Feature

When microbes cooperate, crops win

Linda Kinkel holds two potted plants

The experts were stunned by all the healthy potato plants.

They were growing in a potato disease research nursery in Grand Rapids, Minnesota, that had been established in 1942. After 35 years of potato monoculture, they should have succumbed to microbial infections. Yet they had thrived, with virtually no disease.

“We couldn’t understand why,” says Linda Kinkel, a professor of plant pathology in the University of Minnesota's College of Food, Agricultural and Natural Resource Sciences. “The field always included some potato varieties that were known to be highly susceptible to disease.”

She and her colleagues suspected the answer lay with the microbes in the soil. To find out, they took samples of soil and heated half of them to kill all the microbes in them. The unheated samples retained their resident microbes.  

Next, they added pathogens to all the samples and grew plants in them to test how well they would resist being infected.  

“Only the plants in the unheated pots resisted being infected,” Kinkel says. “So we know that suppression of  the pathogens was because of the naturally occurring soil microbes.”

During subsequent years of experiments, she and her team showed that pathogen suppression was due not to a single beneficial microbe, but to a web of interacting microbes that support plants. In this community, “good” soil microbes co-exist and collaborate; this keeps the “bad” microbes in check. 

Today, Kinkel uses that knowledge to supply farmers with microbes to ward off infections and support plant vigor so their crops can thrive.

The web, untangled 

Many microbes feed on material that leaks out of living plant roots or that is contained in the residues of dead plants. And that’s a lot.

“It’s been established that overall, plants can leak up to 40 percent of the atmospheric carbon they have “fixed” into organic matter via photosynthesis,” Kinkel says. “Microbes compete actively for that food.”

In return, these microbes repackage nutrients like phosphorus, potassium, zinc and iron into forms that a broad spectrum of plants need to grow. Kinkel calls these microbes — which have co-evolved complex partnerships with plants and each other — the “good guys,” in contrast to the pathogenic “bad guys.” 

“The bad guys invest a lot of their resources in being pathogens,” she explains. “They make chemical weapons with which to infect and evade detection from plants, not defenses that allow them to compete for resources against other bacteria or fungi.”

Fortunately, “the good guys are more abundant.”

The good guys invest their energy in evolving, for example, antibiotics to keep rival species from growing too much and getting too much of the food. As their density and the competitive stress rise, so does the evolutionary pressure for developing potent defenses against rival species. But it also opens the door for them to partner with plants and other soil microbes to keep out aggressive pathogens that would destroy their food source: the plants. 

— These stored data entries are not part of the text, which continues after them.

//! Line-oriented TCP chat relay.
//!
//! Participants connect over TCP, choose a name, and exchange newline-delimited
//! messages that are fanned out to every other connected participant.

// layers
pub mod domain;
pub mod infrastructure;
pub mod ui;
pub mod usecase;

// wiring
pub mod bootstrap;
pub mod config;
//! ドメイン層のエラー定義

use std::path::PathBuf;

use thiserror::Error;

use super::value_object::ConnectionId;

/// Value Object の生成エラー
#[derive(Debug, Clone, PartialEq, Eq, Error)]
pub enum ValueObjectError {
    #[error("name cannot be empty")]
    EmptyName,
}

/// 参加者レジストリの操作エラー
#[derive(Debug, Clone, PartialEq, Eq, Error)]
pub enum RegistryError {
    #[error("name cannot be empty")]
    NameEmpty,

    #[error("name '{0}' is already in use")]
    NameTaken(String),

    #[error("room is at capacity ({0} participants)")]
    AtCapacity(usize),

    #[error("connection '{0}' is not registered")]
    NotRegistered(ConnectionId),
}

/// 参加者の送信キューへの配信エラー
#[derive(Debug, Clone, PartialEq, Eq, Error)]
pub enum DeliveryError {
    #[error("outbound queue of connection '{0}' is closed")]
    ChannelClosed(ConnectionId),

    #[error("outbound queue of connection '{0}' is full")]
    QueueFull(ConnectionId),
}

/// チャットログの永続化エラー
#[derive(Debug, Error)]
pub enum LogSinkError {
    #[error("failed to append chat line to '{}': {source}", path.display())]
    Io {
        path: PathBuf,
        #[source]
        source: std::io::Error,
    },
}
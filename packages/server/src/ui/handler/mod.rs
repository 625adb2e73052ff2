//! Connection and HTTP handlers.

mod http;
mod session;

pub use http::admin_router;
pub use session::{MAX_LINE_BYTES, handle_connection, handle_session};
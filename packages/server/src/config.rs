//! Server configuration from the command line and environment.

use thiserror::Error;

use crate::{domain::DEFAULT_PARTICIPANT_CAPACITY, usecase::RenameNoticePolicy};

pub const DEFAULT_PORT: u16 = 8989;
pub const DEFAULT_HOST: &str = "0.0.0.0";
pub const DEFAULT_LOG_PATH: &str = "/tmp/log.txt";

/// Printed for `help`, too many arguments, or an invalid port.
pub const USAGE: &str = "[USAGE]: ./TCPChat $port";

pub const ENV_HOST: &str = "TCP_CHAT_HOST";
pub const ENV_MAX_PARTICIPANTS: &str = "TCP_CHAT_MAX_PARTICIPANTS";
pub const ENV_LOG_PATH: &str = "TCP_CHAT_LOG_PATH";
pub const ENV_HISTORY_LIMIT: &str = "TCP_CHAT_HISTORY_LIMIT";
pub const ENV_RENAME_NOTICE: &str = "TCP_CHAT_RENAME_NOTICE";
pub const ENV_ADMIN_ADDR: &str = "TCP_CHAT_ADMIN_ADDR";

#[derive(Debug, Clone, PartialEq, Eq, Error)]
pub enum ConfigError {
    #[error("invalid port '{0}'")]
    InvalidPort(String),

    #[error("invalid value '{value}' for {key}: {reason}")]
    InvalidValue {
        key: &'static str,
        value: String,
        reason: String,
    },
}

/// What the positional arguments ask the binary to do.
#[derive(Debug, Clone, Copy, PartialEq, Eq)]
pub enum Launch {
    /// Print the usage line and exit successfully.
    Usage,
    /// Serve on the given port.
    Serve(u16),
}

/// Interpret the positional arguments (program name excluded).
pub fn parse_positional(args: &[String]) -> Result<Launch, ConfigError> {
    match args {
        [] => Ok(Launch::Serve(DEFAULT_PORT)),
        [arg] if arg == "help" => Ok(Launch::Usage),
        [port] => port
            .parse::<u16>()
            .map(Launch::Serve)
            .map_err(|_| ConfigError::InvalidPort(port.clone())),
        _ => Ok(Launch::Usage),
    }
}

#[derive(Debug, Clone, PartialEq, Eq)]
pub struct ServerConfig {
    pub host: String,
    pub port: u16,
    pub max_participants: usize,
    pub log_path: String,
    /// `None` keeps the full history.
    pub history_limit: Option<usize>,
    pub rename_notice: RenameNoticePolicy,
    /// Enables the read-only admin HTTP API when set.
    pub admin_addr: Option<String>,
}

impl ServerConfig {
    /// Defaults for everything except the port.
    pub fn new(port: u16) -> Self {
        Self {
            host: DEFAULT_HOST.to_string(),
            port,
            max_participants: DEFAULT_PARTICIPANT_CAPACITY,
            log_path: DEFAULT_LOG_PATH.to_string(),
            history_limit: None,
            rename_notice: RenameNoticePolicy::default(),
            admin_addr: None,
        }
    }

    pub fn from_env(port: u16) -> Result<Self, ConfigError> {
        Self::from_lookup(port, |key| std::env::var(key).ok())
    }

    /// Build the config from an arbitrary variable lookup. Empty values count as unset.
    pub fn from_lookup<F>(port: u16, lookup: F) -> Result<Self, ConfigError>
    where
        F: Fn(&str) -> Option<String>,
    {
        let get = |key: &str| lookup(key).filter(|v| !v.trim().is_empty());
        let mut config = Self::new(port);

        if let Some(host) = get(ENV_HOST) {
            config.host = host.trim().to_string();
        }
        if let Some(value) = get(ENV_MAX_PARTICIPANTS) {
            config.max_participants = parse_positive(ENV_MAX_PARTICIPANTS, &value)?;
        }
        if let Some(path) = get(ENV_LOG_PATH) {
            config.log_path = path;
        }
        if let Some(value) = get(ENV_HISTORY_LIMIT) {
            config.history_limit = Some(parse_positive(ENV_HISTORY_LIMIT, &value)?);
        }
        if let Some(value) = get(ENV_RENAME_NOTICE) {
            config.rename_notice =
                value
                    .parse()
                    .map_err(|reason| ConfigError::InvalidValue {
                        key: ENV_RENAME_NOTICE,
                        value: value.clone(),
                        reason,
                    })?;
        }
        config.admin_addr = get(ENV_ADMIN_ADDR).map(|addr| addr.trim().to_string());

        Ok(config)
    }

    /// `host:port` for the chat listener.
    pub fn listen_addr(&self) -> String {
        format!("{}:{}", self.host, self.port)
    }
}

fn parse_positive(key: &'static str, value: &str) -> Result<usize, ConfigError> {
    match value.trim().parse::<usize>() {
        Ok(n) if n >= 1 => Ok(n),
        Ok(_) => Err(ConfigError::InvalidValue {
            key,
            value: value.to_string(),
            reason: "must be at least 1".to_string(),
        }),
        Err(e) => Err(ConfigError::InvalidValue {
            key,
            value: value.to_string(),
            reason: e.to_string(),
        }),
    }
}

Unfortunately for the pathogens, they have specialized in defeating plant defenses, not antibiotics from resident microbes.

“The bad guys become collateral damage from the interactions among the good guys,” Kinkel says. This amounts to the good guys teaming up on the bad guys. “It takes a village,” she observes.

Changing the paradigm

To help farmers, Kinkel and her colleagues have patented several microbial technologies to add “good guy” microbes to agricultural fields.

“Microbes can help plants emerge earlier and maintain healthier growth throughout the season,” she says. “We want to change the paradigm for microbes in agriculture. Our focus is on moving beyond single, silver-bullet approaches to microbial inoculants to creating dynamic microbial partnerships in the soil.   

“For the farmer, the most important impact is the increase in crop yields and the potential reduction in other inputs, such as fertilizers and pesticides.” 

A revolution that boosts harvests worldwide  

After years of this research, Kinkel got a chance to test her microbial treatment against a commercial product — and her technology came out the clear winner. In 2013 she worked with the University of Minnesota’s Research and Innovation Office to commercialize her work and facilitate the delivery of her microbial technology to farmers. 

Kinkel and technology commercialization experts in the office filed patent applications for the microbial technologies, found an investor to underwrite experiments on a commercial scale, assembled a board of directors, and launched a new startup company: Jord Bioscience, where she is the chief scientific officer. 

“We have field trials across the country and in South America,” Kinkel notes.

Her work has not gone unrecognized. Last fall she became one of 39 pioneers in agriculture and global food security to be named a 2025 Top Agri-Food Pioneer by the World Food Prize Foundation. In its citation, the foundation said, “Her ‘biological playbook’ model has revolutionized product development timelines in the agricultural biologicals sector.”